From a published poet in the 70s to a newspaper columnist in the 80s and 90s, Jim Gibbons emerged in the 21st Century with enough flashbacks of the good old days for a book or two.  His most recent essays can be read in the Anderson Valley Advertiser out of Boonville, California (www.theava.com). Thanks to the HWG (HawaiiWritersGuild.com), he hopes to have his first book in 47 years out real soon. A long-time resident of Willits, and a world class distance runner, Mr. G has stories to tell, and he tells them well.

ON LINE COMMENT OF THE WEEK

Yup, the marijuana impact certainly is different. Some sections of local rivers don’t even ‘run’- thanks (in part) to pot grows. Sections of the Eel “disappearing”, anyone? Those that do run are largely low, warm and filled with blue-green algae- again, thanks to local grows.

The impact has been well documented, but as a primer: an unsustainable number of people operate marijuana grows, many of whom siphon water from *our* rivers (or feeder streams). These same people are often most concerned with the size of their bud

as an aside

(it’s possible that they feel the need to overcompensate for some other aspect of… well, we can leave that for their psychotherapist… if they ever stop masking sympoms with chemically induced euphoria, sell the oversized truck and dump this year’s grow hoe…).

Anyway… the ‘size matters’ philosophy often encourages growers to over water and over fertilize (not to mention those who use rat poison or pestisides). The excess water flushes a significant amount of this extra fertilizer back into our local water supply. The introduction of such high levels of plant nutrient, coupled with higher water temps from the already low water volume, creates the perfect environment for blue-green algae. voila! local swimming spots that can be deadly to dogs and can make people sick.

I could also talk about local communities who can’t even count on having enough water to flush their toilets during growing season?

We need to tell these people that Nor Cal is a terrible place to grow herb. Our area has a lot of “knowledge” when it comes to cannabis production/genetic modification/extraction, because this was considered a good place to hide grows. Since that’s no longer necessary, I think it’s high time we encourage these people to take their show on the road. They can take their problems down to the central valley- or anywhere else that has the infrastructure, land and labor to deal with them.

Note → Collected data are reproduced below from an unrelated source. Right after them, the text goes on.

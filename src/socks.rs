//! SOCKS4a `RESOLVE` framing as understood by Tor.
//!
//! The request is a SOCKS4 header carrying command `0xF0` and the
//! placeholder address `0.0.0.1` (which tells the proxy a hostname follows),
//! an empty user id and the NUL-terminated name. The reply is the regular
//! 8-byte SOCKS4 reply with the resolved IPv4 address in place of the
//! destination.

use std::io::{Read, Write};
use std::net::Ipv4Addr;
use crate::error::{ProxyError, Result};

pub const SOCKS_VER_4: u8 = 4u8;
pub const SOCKS_CMD_RESOLVE: u8 = 0xF0;
pub const SOCKS4A_PLACEHOLDER_ADDR: [u8; 4] = [0, 0, 0, 1];
pub const SOCKS4_REPLY_GRANTED: u8 = 90;
pub const SOCKS4_REPLY_REJECTED: u8 = 91;
pub const SOCKS4_REPLY_NO_IDENTD: u8 = 92;
pub const SOCKS4_REPLY_BAD_USER: u8 = 93;
pub const SOCKS4_REPLY_LEN: usize = 8;

#[derive(Debug, Clone, PartialEq, Eq)]
pub struct ResolveRequest {
    name: Vec<u8>,
}

impl ResolveRequest {
    /// `name` is sent as is; it only has to be non-empty and free of NUL.
    pub fn new(name: &[u8]) -> Result<Self> {
        if name.is_empty() || name.contains(&0) {
            return Err(ProxyError::InvalidName(String::from_utf8_lossy(name).into_owned()));
        }

        Ok(Self {
            name: name.to_vec(),
        })
    }

    pub fn bytes(&self) -> Vec<u8> {
        let mut buf = Vec::with_capacity(SOCKS4_REPLY_LEN + self.name.len() + 2);

        buf.push(SOCKS_VER_4);
        buf.push(SOCKS_CMD_RESOLVE);
        // port is unused for a resolve
        buf.extend_from_slice(&0u16.to_be_bytes());
        buf.extend_from_slice(&SOCKS4A_PLACEHOLDER_ADDR);
        // empty user id
        buf.push(0);
        buf.extend_from_slice(&self.name);
        buf.push(0);

        buf
    }

    pub fn write_to<W: Write>(&self, writer: &mut W) -> std::io::Result<()> {
        writer.write_all(&self.bytes())?;
        writer.flush()
    }
}

#[derive(Debug, Clone, Copy, PartialEq, Eq)]
pub struct ResolveReply {
    pub version: u8,
    pub status: u8,
    pub port: u16,
    pub addr: Ipv4Addr,
}

impl ResolveReply {
    pub fn parse(buf: &[u8]) -> Result<Self> {
        if buf.len() < SOCKS4_REPLY_LEN {
            return Err(ProxyError::malformed(format!(
                "socks reply is {} bytes, expected {}",
                buf.len(),
                SOCKS4_REPLY_LEN
            )));
        }

        Ok(Self {
            version: buf[0],
            status: buf[1],
            port: u16::from_be_bytes([buf[2], buf[3]]),
            addr: Ipv4Addr::new(buf[4], buf[5], buf[6], buf[7]),
        })
    }

    /// Reads exactly one reply off a stream. Running out of bytes first is
    /// a resolve failure rather than a malformed request.
    pub fn read_from<R: Read>(reader: &mut R) -> Result<Self> {
        let mut buf = [0u8; SOCKS4_REPLY_LEN];

        reader.read_exact(&mut buf).map_err(|e| {
            ProxyError::ResolveFailure(format!("reading socks reply: {}", e))
        })?;

        Self::parse(&buf)
    }

    pub fn is_granted(&self) -> bool {
        self.status == SOCKS4_REPLY_GRANTED
    }
}

pub fn status_text(status: u8) -> &'static str {
    match status {
        SOCKS4_REPLY_GRANTED => "request granted",
        SOCKS4_REPLY_REJECTED => "request rejected or failed",
        SOCKS4_REPLY_NO_IDENTD => "identd unreachable",
        SOCKS4_REPLY_BAD_USER => "identd user mismatch",
        _ => "unknown status",
    }
}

We need to tax the crap out of this drug so that we can repair the damage that these criminals (yes, people growing before legalization, or any medical growers who don’t adhere to the regs. are criminals) have caused. We also need that money to provide drug treatment and mental health services, both of which are already inadequate. We need to invest NOW to make sure that we have enough treatment capacity for people who want help quitting or who experience mental health issues (most seriously schizophrenia) as a direct result of using cannabis. We also need to up our law enforcement game. We need LEO’s who are highly qualified and highly trained. Specifically, we need to ensure public safety and eliminate drug related robberies/theft/home-invasions while also engaging in more verbal/non- (or less) lethal deescalation of situations where LEO’s interact with mentally unstable/psychotic individuals.

Somehow I don’t think that the laughably small sq.ft. tax on grow operations will provide money to benefit anyone, let alone the priorities that I’ve mentioned. It’s sad to see how far this beautiful area has fallen in the last decade and even more so to think of the bleak future that this drug haven has in store.